── EXCERPTED DATA
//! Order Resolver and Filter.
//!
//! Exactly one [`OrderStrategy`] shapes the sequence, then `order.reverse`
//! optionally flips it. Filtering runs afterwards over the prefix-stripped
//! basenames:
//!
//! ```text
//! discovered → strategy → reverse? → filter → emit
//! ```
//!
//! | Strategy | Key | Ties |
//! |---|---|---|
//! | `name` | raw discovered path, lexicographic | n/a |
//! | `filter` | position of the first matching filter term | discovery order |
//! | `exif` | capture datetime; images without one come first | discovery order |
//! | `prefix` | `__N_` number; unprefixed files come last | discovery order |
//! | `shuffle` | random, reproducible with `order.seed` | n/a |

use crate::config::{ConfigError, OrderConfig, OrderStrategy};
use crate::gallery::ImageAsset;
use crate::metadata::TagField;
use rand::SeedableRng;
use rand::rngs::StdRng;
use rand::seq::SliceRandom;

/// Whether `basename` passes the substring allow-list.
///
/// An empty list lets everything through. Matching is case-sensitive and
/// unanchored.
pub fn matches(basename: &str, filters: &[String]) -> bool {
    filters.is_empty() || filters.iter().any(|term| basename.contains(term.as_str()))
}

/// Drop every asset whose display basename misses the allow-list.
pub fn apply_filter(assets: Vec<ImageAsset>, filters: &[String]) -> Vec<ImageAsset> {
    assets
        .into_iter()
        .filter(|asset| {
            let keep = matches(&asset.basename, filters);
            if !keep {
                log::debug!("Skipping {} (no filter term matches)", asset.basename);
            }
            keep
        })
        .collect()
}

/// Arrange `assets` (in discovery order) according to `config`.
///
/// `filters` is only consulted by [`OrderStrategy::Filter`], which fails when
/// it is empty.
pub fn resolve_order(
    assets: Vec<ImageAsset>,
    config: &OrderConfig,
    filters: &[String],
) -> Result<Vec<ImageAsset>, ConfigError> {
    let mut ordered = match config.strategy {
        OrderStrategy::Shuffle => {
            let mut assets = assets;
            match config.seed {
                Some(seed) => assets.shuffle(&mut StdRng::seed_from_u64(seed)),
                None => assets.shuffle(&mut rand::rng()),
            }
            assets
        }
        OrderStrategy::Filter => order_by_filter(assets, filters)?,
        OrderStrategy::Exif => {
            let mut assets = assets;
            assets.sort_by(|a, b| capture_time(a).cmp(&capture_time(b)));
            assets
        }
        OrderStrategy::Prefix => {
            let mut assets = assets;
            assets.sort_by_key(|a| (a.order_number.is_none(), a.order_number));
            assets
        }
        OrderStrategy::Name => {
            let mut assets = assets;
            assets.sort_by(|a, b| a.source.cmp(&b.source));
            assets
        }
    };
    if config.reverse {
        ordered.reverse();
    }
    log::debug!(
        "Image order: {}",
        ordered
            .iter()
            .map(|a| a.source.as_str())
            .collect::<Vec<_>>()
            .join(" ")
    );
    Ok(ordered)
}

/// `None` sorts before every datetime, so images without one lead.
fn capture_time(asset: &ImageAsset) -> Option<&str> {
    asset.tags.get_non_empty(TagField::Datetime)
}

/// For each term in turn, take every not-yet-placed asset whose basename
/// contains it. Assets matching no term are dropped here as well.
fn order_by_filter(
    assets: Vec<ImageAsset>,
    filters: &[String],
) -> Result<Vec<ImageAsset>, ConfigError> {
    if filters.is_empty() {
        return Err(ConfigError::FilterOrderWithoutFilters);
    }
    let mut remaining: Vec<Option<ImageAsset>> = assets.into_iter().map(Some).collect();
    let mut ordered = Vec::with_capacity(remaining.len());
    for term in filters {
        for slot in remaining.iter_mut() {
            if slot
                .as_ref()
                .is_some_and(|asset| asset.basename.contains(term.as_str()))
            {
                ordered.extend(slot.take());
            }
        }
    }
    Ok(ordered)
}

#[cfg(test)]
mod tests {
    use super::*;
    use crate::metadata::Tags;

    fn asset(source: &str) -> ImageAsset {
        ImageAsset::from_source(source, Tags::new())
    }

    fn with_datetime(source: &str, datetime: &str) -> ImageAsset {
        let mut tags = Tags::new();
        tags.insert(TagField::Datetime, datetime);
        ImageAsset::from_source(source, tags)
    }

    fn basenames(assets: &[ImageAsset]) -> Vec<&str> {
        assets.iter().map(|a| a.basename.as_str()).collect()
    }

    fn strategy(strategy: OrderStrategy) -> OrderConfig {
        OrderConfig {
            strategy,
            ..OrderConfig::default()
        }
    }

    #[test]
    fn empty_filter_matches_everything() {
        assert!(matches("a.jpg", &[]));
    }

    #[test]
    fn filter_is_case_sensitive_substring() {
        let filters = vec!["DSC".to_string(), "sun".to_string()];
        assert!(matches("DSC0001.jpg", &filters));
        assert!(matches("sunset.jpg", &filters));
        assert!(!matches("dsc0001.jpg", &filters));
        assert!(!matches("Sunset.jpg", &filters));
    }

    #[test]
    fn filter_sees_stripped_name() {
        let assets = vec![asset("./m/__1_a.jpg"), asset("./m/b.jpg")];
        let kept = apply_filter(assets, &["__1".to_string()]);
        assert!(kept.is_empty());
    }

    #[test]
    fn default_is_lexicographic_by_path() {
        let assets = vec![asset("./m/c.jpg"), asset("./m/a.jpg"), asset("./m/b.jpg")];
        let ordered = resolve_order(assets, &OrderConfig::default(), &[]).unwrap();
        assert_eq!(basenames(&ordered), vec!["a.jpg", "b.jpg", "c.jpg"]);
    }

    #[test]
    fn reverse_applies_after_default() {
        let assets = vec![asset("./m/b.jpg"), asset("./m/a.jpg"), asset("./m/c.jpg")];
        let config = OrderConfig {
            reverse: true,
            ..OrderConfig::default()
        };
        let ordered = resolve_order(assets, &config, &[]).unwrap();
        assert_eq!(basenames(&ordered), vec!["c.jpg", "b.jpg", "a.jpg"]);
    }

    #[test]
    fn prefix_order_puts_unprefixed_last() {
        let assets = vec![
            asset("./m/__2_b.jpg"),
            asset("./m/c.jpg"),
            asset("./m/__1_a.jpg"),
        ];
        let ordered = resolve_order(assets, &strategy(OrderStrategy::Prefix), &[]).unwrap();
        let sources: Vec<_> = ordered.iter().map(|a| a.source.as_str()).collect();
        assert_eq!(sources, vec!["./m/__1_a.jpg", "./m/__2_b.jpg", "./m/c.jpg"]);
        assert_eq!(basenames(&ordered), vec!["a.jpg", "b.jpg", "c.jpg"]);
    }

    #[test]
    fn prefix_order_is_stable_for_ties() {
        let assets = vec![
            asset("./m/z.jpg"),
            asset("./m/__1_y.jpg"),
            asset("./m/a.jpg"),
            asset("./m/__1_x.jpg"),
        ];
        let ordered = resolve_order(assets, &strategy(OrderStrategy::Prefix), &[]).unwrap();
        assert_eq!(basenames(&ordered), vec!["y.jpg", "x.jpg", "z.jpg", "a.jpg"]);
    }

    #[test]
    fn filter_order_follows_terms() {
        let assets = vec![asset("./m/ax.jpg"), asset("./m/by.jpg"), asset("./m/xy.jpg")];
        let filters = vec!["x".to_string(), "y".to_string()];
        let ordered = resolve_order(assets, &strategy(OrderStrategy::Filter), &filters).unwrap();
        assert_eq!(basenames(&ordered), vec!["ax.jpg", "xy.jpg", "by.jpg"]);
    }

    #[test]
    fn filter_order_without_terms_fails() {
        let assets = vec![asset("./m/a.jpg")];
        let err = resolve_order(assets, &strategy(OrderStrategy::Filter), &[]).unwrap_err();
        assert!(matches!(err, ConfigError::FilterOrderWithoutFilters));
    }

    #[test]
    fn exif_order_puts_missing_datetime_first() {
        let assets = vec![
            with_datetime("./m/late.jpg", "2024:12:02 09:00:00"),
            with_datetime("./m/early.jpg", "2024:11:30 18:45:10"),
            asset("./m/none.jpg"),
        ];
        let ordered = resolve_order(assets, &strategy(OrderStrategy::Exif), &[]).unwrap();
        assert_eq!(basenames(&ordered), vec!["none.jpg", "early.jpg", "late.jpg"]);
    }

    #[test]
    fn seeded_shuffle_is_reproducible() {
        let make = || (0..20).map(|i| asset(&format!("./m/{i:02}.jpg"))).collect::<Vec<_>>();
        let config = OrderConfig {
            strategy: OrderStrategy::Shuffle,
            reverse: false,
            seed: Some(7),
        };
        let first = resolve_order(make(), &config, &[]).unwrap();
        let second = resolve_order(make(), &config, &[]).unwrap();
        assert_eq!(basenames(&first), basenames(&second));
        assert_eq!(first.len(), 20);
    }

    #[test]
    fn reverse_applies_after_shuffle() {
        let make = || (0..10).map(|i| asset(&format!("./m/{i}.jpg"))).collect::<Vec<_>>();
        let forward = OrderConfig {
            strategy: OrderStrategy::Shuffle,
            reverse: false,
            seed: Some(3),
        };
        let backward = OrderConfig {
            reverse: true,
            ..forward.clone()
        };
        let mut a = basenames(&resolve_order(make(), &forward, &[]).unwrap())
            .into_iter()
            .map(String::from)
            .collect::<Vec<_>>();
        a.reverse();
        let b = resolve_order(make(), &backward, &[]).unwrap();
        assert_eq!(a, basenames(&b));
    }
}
────
── EXCERPTED DATA
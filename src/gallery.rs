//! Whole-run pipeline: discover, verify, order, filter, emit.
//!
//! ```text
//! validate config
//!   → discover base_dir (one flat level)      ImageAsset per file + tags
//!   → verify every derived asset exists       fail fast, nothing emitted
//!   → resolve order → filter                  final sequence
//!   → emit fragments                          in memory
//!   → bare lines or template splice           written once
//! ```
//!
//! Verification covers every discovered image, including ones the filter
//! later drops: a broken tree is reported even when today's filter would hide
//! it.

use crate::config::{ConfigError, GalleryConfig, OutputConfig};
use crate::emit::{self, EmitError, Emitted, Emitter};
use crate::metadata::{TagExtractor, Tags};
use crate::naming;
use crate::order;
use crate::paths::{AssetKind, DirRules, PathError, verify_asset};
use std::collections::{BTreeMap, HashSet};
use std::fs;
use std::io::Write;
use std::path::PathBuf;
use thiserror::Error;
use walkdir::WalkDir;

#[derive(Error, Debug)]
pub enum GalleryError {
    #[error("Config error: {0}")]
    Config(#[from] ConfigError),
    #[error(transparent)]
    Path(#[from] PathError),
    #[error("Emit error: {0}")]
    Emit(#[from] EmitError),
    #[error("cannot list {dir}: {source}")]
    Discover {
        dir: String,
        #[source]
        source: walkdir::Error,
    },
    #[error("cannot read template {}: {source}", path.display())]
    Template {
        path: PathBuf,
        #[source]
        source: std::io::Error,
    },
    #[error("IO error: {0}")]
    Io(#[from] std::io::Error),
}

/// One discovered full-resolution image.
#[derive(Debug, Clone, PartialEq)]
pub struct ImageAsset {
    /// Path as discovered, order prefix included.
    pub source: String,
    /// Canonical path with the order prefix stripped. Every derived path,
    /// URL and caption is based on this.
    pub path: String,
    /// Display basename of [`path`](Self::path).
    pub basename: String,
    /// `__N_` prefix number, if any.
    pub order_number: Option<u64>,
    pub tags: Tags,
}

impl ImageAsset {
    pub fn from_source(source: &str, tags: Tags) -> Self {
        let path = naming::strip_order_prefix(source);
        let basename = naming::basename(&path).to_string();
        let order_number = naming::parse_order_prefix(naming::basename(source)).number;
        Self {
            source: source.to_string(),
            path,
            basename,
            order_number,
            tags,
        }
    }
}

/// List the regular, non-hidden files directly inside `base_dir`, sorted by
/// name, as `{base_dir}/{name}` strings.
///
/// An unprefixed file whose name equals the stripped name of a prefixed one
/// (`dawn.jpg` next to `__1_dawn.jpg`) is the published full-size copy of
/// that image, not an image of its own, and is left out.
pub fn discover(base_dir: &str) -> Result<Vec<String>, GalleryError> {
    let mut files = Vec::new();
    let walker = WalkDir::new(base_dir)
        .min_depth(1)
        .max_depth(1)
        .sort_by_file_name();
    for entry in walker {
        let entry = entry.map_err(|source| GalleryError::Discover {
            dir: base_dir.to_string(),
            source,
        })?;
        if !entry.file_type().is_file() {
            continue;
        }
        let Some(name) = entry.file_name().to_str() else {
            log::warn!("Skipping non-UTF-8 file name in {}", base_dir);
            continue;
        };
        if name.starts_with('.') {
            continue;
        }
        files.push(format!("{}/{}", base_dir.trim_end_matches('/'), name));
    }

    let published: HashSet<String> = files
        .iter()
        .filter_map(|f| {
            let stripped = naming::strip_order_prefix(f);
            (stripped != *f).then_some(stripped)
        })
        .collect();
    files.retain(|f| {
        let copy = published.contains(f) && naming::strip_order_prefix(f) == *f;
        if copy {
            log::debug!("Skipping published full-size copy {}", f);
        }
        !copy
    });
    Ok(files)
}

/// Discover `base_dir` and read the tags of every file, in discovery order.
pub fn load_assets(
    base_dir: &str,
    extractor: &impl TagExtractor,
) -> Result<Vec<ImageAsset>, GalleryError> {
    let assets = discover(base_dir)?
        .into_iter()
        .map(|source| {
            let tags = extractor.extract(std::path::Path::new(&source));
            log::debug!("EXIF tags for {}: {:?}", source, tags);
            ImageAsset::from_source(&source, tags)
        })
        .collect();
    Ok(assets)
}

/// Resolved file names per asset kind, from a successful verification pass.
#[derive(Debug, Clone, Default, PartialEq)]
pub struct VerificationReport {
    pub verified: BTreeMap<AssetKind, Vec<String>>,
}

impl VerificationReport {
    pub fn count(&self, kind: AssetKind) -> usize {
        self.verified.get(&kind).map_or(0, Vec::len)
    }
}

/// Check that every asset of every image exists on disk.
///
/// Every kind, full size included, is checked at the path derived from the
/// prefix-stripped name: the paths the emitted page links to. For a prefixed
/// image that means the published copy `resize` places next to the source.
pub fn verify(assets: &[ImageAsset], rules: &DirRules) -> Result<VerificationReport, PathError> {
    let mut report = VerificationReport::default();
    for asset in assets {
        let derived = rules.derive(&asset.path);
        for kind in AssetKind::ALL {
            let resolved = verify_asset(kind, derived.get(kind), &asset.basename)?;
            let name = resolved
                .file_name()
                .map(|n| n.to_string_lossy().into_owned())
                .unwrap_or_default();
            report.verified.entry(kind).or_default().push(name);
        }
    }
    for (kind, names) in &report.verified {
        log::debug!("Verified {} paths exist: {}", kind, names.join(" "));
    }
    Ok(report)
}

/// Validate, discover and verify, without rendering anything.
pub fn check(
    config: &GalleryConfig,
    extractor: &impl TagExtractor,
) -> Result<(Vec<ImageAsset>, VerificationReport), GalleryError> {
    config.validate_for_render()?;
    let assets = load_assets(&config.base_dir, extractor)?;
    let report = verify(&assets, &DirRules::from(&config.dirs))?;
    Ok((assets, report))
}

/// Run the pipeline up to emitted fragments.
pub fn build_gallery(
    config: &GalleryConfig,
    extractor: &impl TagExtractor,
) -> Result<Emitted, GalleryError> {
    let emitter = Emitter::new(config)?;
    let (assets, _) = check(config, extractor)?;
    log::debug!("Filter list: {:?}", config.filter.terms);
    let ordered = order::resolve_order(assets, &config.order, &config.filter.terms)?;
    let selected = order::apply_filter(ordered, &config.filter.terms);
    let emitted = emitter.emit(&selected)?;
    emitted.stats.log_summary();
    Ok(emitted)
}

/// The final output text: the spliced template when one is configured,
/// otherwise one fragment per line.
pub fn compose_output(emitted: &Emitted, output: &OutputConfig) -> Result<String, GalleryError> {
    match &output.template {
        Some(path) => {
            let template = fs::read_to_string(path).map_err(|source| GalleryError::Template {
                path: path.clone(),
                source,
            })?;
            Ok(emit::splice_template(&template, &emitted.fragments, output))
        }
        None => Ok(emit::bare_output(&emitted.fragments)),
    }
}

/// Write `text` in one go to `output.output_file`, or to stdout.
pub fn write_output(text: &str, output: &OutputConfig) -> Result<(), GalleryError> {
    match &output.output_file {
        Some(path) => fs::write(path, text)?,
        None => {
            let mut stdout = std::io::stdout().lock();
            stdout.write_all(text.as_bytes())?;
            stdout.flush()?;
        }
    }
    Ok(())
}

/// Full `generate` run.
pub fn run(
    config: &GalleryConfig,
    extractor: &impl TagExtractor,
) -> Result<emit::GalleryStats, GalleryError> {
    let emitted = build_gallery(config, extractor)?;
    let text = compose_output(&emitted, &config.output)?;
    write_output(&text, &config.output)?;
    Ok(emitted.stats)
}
────
── EXCERPTED DATA
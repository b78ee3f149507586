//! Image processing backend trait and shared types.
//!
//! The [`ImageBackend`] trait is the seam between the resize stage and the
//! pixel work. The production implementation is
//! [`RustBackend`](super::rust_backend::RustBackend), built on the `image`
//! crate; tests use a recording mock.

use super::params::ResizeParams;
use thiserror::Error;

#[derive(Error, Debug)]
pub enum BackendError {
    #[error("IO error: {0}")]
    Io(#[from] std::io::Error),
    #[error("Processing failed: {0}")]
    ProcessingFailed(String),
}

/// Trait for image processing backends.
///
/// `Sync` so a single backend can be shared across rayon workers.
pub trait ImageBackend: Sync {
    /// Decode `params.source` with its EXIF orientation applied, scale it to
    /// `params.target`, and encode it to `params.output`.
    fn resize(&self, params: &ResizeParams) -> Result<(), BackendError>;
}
────
**WHAT YOU HAVE TO DO:** Take the records above and return, word for word, only the lines that fall from the line with "(no filter term" to the line with "let mut ordered = match", both of them included.

**EXERCISE OUTPUT:**
                log::debug!("Skipping {} (no filter term matches)", asset.basename);
            }
            keep
        })
        .collect()
}

/// Arrange `assets` (in discovery order) according to `config`.
///
/// `filters` is only consulted by [`OrderStrategy::Filter`], which fails when
/// it is empty.
pub fn resolve_order(
    assets: Vec<ImageAsset>,
    config: &OrderConfig,
    filters: &[String],
) -> Result<Vec<ImageAsset>, ConfigError> {
    let mut ordered = match config.strategy {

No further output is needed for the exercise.